| RECORDS SHOWN |

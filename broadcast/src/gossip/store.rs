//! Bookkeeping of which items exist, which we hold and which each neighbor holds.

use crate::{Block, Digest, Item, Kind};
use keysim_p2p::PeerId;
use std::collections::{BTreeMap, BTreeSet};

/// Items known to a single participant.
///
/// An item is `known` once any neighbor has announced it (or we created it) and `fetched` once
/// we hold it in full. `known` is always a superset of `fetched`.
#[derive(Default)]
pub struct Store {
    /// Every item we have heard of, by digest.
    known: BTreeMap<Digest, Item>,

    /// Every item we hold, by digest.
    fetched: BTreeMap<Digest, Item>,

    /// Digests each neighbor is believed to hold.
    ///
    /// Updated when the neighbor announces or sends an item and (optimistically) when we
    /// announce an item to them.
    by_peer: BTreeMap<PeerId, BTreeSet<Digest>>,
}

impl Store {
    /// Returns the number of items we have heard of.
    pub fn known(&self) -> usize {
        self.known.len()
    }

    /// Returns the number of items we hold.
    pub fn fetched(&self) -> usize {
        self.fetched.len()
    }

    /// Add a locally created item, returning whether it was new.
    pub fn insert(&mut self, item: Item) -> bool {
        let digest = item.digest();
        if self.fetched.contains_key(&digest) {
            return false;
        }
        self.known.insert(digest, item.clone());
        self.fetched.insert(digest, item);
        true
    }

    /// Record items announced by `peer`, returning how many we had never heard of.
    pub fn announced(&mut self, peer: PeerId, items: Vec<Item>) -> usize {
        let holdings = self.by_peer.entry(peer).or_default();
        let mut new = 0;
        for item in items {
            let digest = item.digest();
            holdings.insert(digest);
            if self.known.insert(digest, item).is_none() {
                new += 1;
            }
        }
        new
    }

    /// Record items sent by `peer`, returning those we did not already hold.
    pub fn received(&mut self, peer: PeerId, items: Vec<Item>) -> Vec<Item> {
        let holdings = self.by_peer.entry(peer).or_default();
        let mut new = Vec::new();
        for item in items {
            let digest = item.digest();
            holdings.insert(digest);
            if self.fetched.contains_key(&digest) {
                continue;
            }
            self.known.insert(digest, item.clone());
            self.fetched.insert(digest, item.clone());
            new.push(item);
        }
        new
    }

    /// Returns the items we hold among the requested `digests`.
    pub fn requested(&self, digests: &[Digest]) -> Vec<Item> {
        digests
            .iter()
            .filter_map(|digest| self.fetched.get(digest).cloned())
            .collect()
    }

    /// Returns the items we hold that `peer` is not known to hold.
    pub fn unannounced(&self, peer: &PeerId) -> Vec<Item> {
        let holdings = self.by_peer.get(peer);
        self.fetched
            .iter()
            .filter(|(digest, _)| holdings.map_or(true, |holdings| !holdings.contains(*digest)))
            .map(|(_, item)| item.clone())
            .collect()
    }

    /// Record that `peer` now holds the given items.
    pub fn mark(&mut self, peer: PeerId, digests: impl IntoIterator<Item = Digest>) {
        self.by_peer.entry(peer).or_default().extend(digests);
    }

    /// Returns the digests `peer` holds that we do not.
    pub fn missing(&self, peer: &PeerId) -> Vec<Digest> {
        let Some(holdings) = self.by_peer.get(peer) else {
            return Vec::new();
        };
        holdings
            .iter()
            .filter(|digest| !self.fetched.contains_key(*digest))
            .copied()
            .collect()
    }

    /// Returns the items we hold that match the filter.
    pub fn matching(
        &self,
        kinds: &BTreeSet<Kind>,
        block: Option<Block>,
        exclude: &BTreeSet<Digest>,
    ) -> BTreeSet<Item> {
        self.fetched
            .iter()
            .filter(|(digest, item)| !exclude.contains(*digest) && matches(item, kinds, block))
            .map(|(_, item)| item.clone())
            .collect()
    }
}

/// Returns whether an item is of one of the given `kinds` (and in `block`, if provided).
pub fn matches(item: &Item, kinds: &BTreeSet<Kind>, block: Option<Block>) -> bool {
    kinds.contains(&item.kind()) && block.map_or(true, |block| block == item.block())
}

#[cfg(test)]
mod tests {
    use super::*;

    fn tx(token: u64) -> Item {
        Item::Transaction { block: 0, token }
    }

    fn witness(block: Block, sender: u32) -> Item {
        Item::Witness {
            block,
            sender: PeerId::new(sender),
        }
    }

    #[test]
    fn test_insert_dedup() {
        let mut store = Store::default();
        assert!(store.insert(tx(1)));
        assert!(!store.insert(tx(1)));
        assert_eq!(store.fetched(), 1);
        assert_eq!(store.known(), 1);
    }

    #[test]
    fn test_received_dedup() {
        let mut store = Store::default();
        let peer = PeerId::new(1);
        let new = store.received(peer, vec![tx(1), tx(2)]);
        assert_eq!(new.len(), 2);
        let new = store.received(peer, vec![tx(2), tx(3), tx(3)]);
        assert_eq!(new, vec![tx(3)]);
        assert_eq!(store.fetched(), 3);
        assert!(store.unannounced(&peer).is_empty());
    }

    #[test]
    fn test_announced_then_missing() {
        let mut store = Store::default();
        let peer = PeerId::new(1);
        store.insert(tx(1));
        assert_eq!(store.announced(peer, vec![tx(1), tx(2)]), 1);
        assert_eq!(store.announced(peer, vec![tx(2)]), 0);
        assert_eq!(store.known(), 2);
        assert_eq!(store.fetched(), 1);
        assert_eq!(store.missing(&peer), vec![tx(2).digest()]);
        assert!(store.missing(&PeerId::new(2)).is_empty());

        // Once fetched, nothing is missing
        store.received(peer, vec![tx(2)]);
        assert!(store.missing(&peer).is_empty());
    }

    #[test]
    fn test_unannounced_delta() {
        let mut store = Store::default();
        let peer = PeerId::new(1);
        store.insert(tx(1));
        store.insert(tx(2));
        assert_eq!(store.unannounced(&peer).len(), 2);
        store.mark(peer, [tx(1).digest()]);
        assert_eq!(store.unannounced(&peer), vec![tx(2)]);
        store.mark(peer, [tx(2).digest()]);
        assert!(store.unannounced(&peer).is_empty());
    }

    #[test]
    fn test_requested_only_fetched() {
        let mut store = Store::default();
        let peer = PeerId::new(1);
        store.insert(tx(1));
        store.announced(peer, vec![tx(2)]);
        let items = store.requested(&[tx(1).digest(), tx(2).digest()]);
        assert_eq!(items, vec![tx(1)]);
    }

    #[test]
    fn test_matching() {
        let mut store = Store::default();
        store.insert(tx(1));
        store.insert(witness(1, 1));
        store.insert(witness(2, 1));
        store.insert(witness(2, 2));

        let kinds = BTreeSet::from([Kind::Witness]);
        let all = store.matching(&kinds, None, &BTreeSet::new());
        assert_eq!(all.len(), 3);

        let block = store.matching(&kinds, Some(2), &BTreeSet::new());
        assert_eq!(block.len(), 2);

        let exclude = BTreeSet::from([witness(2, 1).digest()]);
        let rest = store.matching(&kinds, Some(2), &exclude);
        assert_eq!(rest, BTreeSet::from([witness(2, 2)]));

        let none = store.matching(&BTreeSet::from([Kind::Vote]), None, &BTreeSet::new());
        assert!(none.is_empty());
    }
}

| INSTRUCTIONS TO FOLLOW |
For the word "sender", count the lines of the data that contain it and give only the count.

| RESPONSE |
2